## GOAL OF THE EXERCISE
In the listing below, the lines starting with the line with "assert_eq!(result.tiebreaker, -21);" and going on through the line with "Outcome::Loss => assert!(r.tiebreaker" are to be reproduced exactly, and only those.

## DATASET ENTRIES
// End-of-season awards.

use serde::{Deserialize, Serialize};

use crate::league::{Scope, SeasonId, UserId};

use super::leaderboard::LeaderboardEntry;

#[derive(Debug, Clone, Copy, PartialEq, Eq, Hash, Serialize, Deserialize)]
#[serde(rename_all = "snake_case")]
pub enum Award {
    Champion,
    RunnerUp,
    ThirdPlace,
}

impl Award {
    pub fn as_str(self) -> &'static str {
        match self {
            Award::Champion => "champion",
            Award::RunnerUp => "runner_up",
            Award::ThirdPlace => "third_place",
        }
    }

    pub fn parse(s: &str) -> Option<Self> {
        match s {
            "champion" => Some(Award::Champion),
            "runner_up" => Some(Award::RunnerUp),
            "third_place" => Some(Award::ThirdPlace),
            _ => None,
        }
    }
}

#[derive(Debug, Clone, PartialEq, Serialize, Deserialize)]
pub struct SeasonWinner {
    pub season_id: SeasonId,
    pub user_id: UserId,
    pub scope: Scope,
    pub award: Award,
    pub total_score: f64,
    pub tiebreaker: i32,
}

/// Awards for a final leaderboard: the global board names a podium, group
/// boards a champion only.
pub fn awards_for(season_id: SeasonId, scope: Scope, board: &[LeaderboardEntry]) -> Vec<SeasonWinner> {
    let podium: &[Award] = match scope {
        Scope::Global => &[Award::Champion, Award::RunnerUp, Award::ThirdPlace],
        Scope::Group(_) => &[Award::Champion],
    };
    board
        .iter()
        .zip(podium)
        .map(|(entry, &award)| SeasonWinner {
            season_id,
            user_id: entry.user_id,
            scope,
            award,
            total_score: entry.stats.total_score,
            tiebreaker: entry.stats.tiebreaker_total,
        })
        .collect()
}

#[cfg(test)]
mod tests {
    use super::*;
    use crate::stats::season::SeasonStats;

    fn board(n: usize) -> Vec<LeaderboardEntry> {
        (1..=n)
            .map(|rank| LeaderboardEntry {
                rank,
                user_id: rank as UserId * 10,
                username: format!("u{rank}"),
                stats: SeasonStats {
                    total_score: 20.0 - rank as f64,
                    ..SeasonStats::default()
                },
            })
            .collect()
    }

    #[test]
    fn global_board_gets_podium() {
        let winners = awards_for(1, Scope::Global, &board(5));
        let awards: Vec<(UserId, Award)> = winners.iter().map(|w| (w.user_id, w.award)).collect();
        assert_eq!(
            awards,
            vec![(10, Award::Champion), (20, Award::RunnerUp), (30, Award::ThirdPlace)]
        );
    }

    #[test]
    fn group_board_gets_champion_only() {
        let winners = awards_for(1, Scope::Group(4), &board(5));
        assert_eq!(winners.len(), 1);
        assert_eq!(winners[0].award, Award::Champion);
        assert_eq!(winners[0].scope, Scope::Group(4));
    }

    #[test]
    fn short_board_gets_partial_podium() {
        assert_eq!(awards_for(1, Scope::Global, &board(2)).len(), 2);
        assert!(awards_for(1, Scope::Global, &[]).is_empty());
    }

    #[test]
    fn award_names_round_trip() {
        for award in [Award::Champion, Award::RunnerUp, Award::ThirdPlace] {
            assert_eq!(Award::parse(award.as_str()), Some(award));
        }
    }
}
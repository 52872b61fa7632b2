// Users, groups, and group membership.

use rand::Rng;
use serde::{Deserialize, Serialize};

pub type UserId = i64;
pub type GroupId = i64;

const INVITE_CODE_LEN: usize = 8;
const INVITE_ALPHABET: &[u8] = b"ABCDEFGHJKLMNPQRSTUVWXYZ23456789";

#[derive(Debug, Clone, PartialEq, Eq, Serialize, Deserialize)]
pub struct User {
    pub id: UserId,
    pub username: String,
    /// When set, the user's picks are shared across every group they belong to.
    pub picks_are_global: bool,
    /// Site administrator.
    pub is_admin: bool,
}

#[derive(Debug, Clone, PartialEq, Eq, Serialize, Deserialize)]
pub struct Group {
    pub id: GroupId,
    pub name: String,
    pub created_by: UserId,
    pub invite_code: String,
    pub is_active: bool,
    pub max_members: usize,
}

#[derive(Debug, Clone, PartialEq, Eq, Serialize, Deserialize)]
pub struct Membership {
    pub group_id: GroupId,
    pub user_id: UserId,
    pub is_admin: bool,
    pub is_active: bool,
}

/// Random invite code without look-alike characters (no 0/O, 1/I).
pub fn generate_invite_code() -> String {
    let mut rng = rand::thread_rng();
    (0..INVITE_CODE_LEN)
        .map(|_| INVITE_ALPHABET[rng.gen_range(0..INVITE_ALPHABET.len())] as char)
        .collect()
}
// Pick scoring: points and tiebreaker margin from a final score.

use anyhow::{Context, Result};
use chrono::{DateTime, Utc};
use tracing::{debug, info};

use crate::db::Database;
use crate::league::{FinalScore, GameId, Outcome, Pick, PickId, PickResult, SeasonId, TeamId};

pub const WIN_POINTS: f64 = 1.0;
pub const TIE_POINTS: f64 = 0.5;
pub const LOSS_POINTS: f64 = 0.0;

/// Score one selection against a final result.
///
/// Win: 1.0 and +margin. Tie: 0.5 and 0. Loss: 0.0 and -margin. A selection
/// that did not play in the game can never win and scores as a loss.
pub fn score_pick(team: TeamId, score: &FinalScore) -> PickResult {
    let margin = score.margin();
    match score.winner() {
        None => PickResult {
            outcome: Outcome::Tie,
            points: TIE_POINTS,
            tiebreaker: 0,
        },
        Some(winner) if winner == team => PickResult {
            outcome: Outcome::Win,
            points: WIN_POINTS,
            tiebreaker: margin,
        },
        Some(_) => PickResult {
            outcome: Outcome::Loss,
            points: LOSS_POINTS,
            tiebreaker: -margin,
        },
    }
}

/// Result of scoring every pick on one game.
#[derive(Debug, Clone, PartialEq)]
pub struct ScoreReport {
    pub game_id: GameId,
    pub season_id: SeasonId,
    pub picks_scored: usize,
    /// Picks whose stored result differs from before (newly scored or
    /// corrected). Empty when a game is rescored with unchanged scores.
    pub changed: Vec<(Pick, PickResult)>,
}

/// Score every pick on a final game in one transaction and mark the game
/// scored. Results are written as absolute values, so running this again on
/// the same final score stores identical rows.
pub fn score_game(db: &Database, game_id: GameId, now: DateTime<Utc>) -> Result<ScoreReport> {
    let game = db
        .game(game_id)?
        .with_context(|| format!("game {game_id} not found"))?;
    let score = game
        .final_score()
        .with_context(|| format!("game {game_id} is not final (status {})", game.status))?;

    let picks = db.picks_for_game(game_id)?;
    let results: Vec<(PickId, PickResult)> = picks
        .iter()
        .map(|pick| (pick.id, score_pick(pick.team_id, &score)))
        .collect();

    db.apply_pick_results(game_id, &results, now)?;

    let changed: Vec<(Pick, PickResult)> = picks
        .into_iter()
        .zip(results.iter().map(|(_, r)| *r))
        .filter(|(pick, result)| pick.result != Some(*result))
        .collect();

    if changed.is_empty() {
        debug!(game_id, picks = results.len(), "rescored game with no changes");
    } else {
        info!(
            game_id,
            picks = results.len(),
            changed = changed.len(),
            home = score.home_score,
            away = score.away_score,
            "scored game"
        );
    }

    Ok(ScoreReport {
        game_id,
        season_id: game.season_id,
        picks_scored: results.len(),
        changed,
    })
}

#[cfg(test)]
mod tests {
    use super::*;

    const HOME: TeamId = 1;
    const AWAY: TeamId = 2;

    fn final_score(home: i32, away: i32) -> FinalScore {
        FinalScore {
            game_id: 9,
            home_team_id: HOME,
            away_team_id: AWAY,
            home_score: home,
            away_score: away,
        }
    }

    #[test]
    fn winner_gets_full_point_and_margin() {
        let result = score_pick(HOME, &final_score(24, 17));
        assert_eq!(result.outcome, Outcome::Win);
        assert_eq!(result.points, 1.0);
        assert_eq!(result.tiebreaker, 7);
        assert_eq!(result.outcome.is_correct(), Some(true));
    }

    #[test]
    fn loser_gets_nothing_and_negative_margin() {
        let result = score_pick(HOME, &final_score(10, 31));
        assert_eq!(result.outcome, Outcome::Loss);
        assert_eq!(result.points, 0.0);
        assert_eq!(result.tiebreaker, -21);
    }

    #[test]
    fn tie_is_half_point_for_either_side() {
        for team in [HOME, AWAY] {
            let result = score_pick(team, &final_score(20, 20));
            assert_eq!(result.outcome, Outcome::Tie);
            assert_eq!(result.points, 0.5);
            assert_eq!(result.tiebreaker, 0);
            assert_eq!(result.outcome.is_correct(), None);
        }
    }

    #[test]
    fn points_and_tiebreaker_sign_agree() {
        for (home, away) in [(0, 3), (3, 0), (14, 14), (45, 44), (6, 38)] {
            for team in [HOME, AWAY] {
                let r = score_pick(team, &final_score(home, away));
                assert!([0.0, 0.5, 1.0].contains(&r.points));
                match r.outcome {
                    Outcome::Win => assert!(r.tiebreaker > 0),
                    Outcome::Loss => assert!(r.tiebreaker < 0),
                    Outcome::Tie => assert_eq!(r.tiebreaker, 0),
                }
            }
        }
    }

    #[test]
    fn non_participant_never_wins() {
        let result = score_pick(99, &final_score(24, 17));
        assert_eq!(result.outcome, Outcome::Loss);
    }
}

## TASK RESPONSE
        assert_eq!(result.tiebreaker, -21);
    }

    #[test]
    fn tie_is_half_point_for_either_side() {
        for team in [HOME, AWAY] {
            let result = score_pick(team, &final_score(20, 20));
            assert_eq!(result.outcome, Outcome::Tie);
            assert_eq!(result.points, 0.5);
            assert_eq!(result.tiebreaker, 0);
            assert_eq!(result.outcome.is_correct(), None);
        }
    }

    #[test]
    fn points_and_tiebreaker_sign_agree() {
        for (home, away) in [(0, 3), (3, 0), (14, 14), (45, 44), (6, 38)] {
            for team in [HOME, AWAY] {
                let r = score_pick(team, &final_score(home, away));
                assert!([0.0, 0.5, 1.0].contains(&r.points));
                match r.outcome {
                    Outcome::Win => assert!(r.tiebreaker > 0),
                    Outcome::Loss => assert!(r.tiebreaker < 0),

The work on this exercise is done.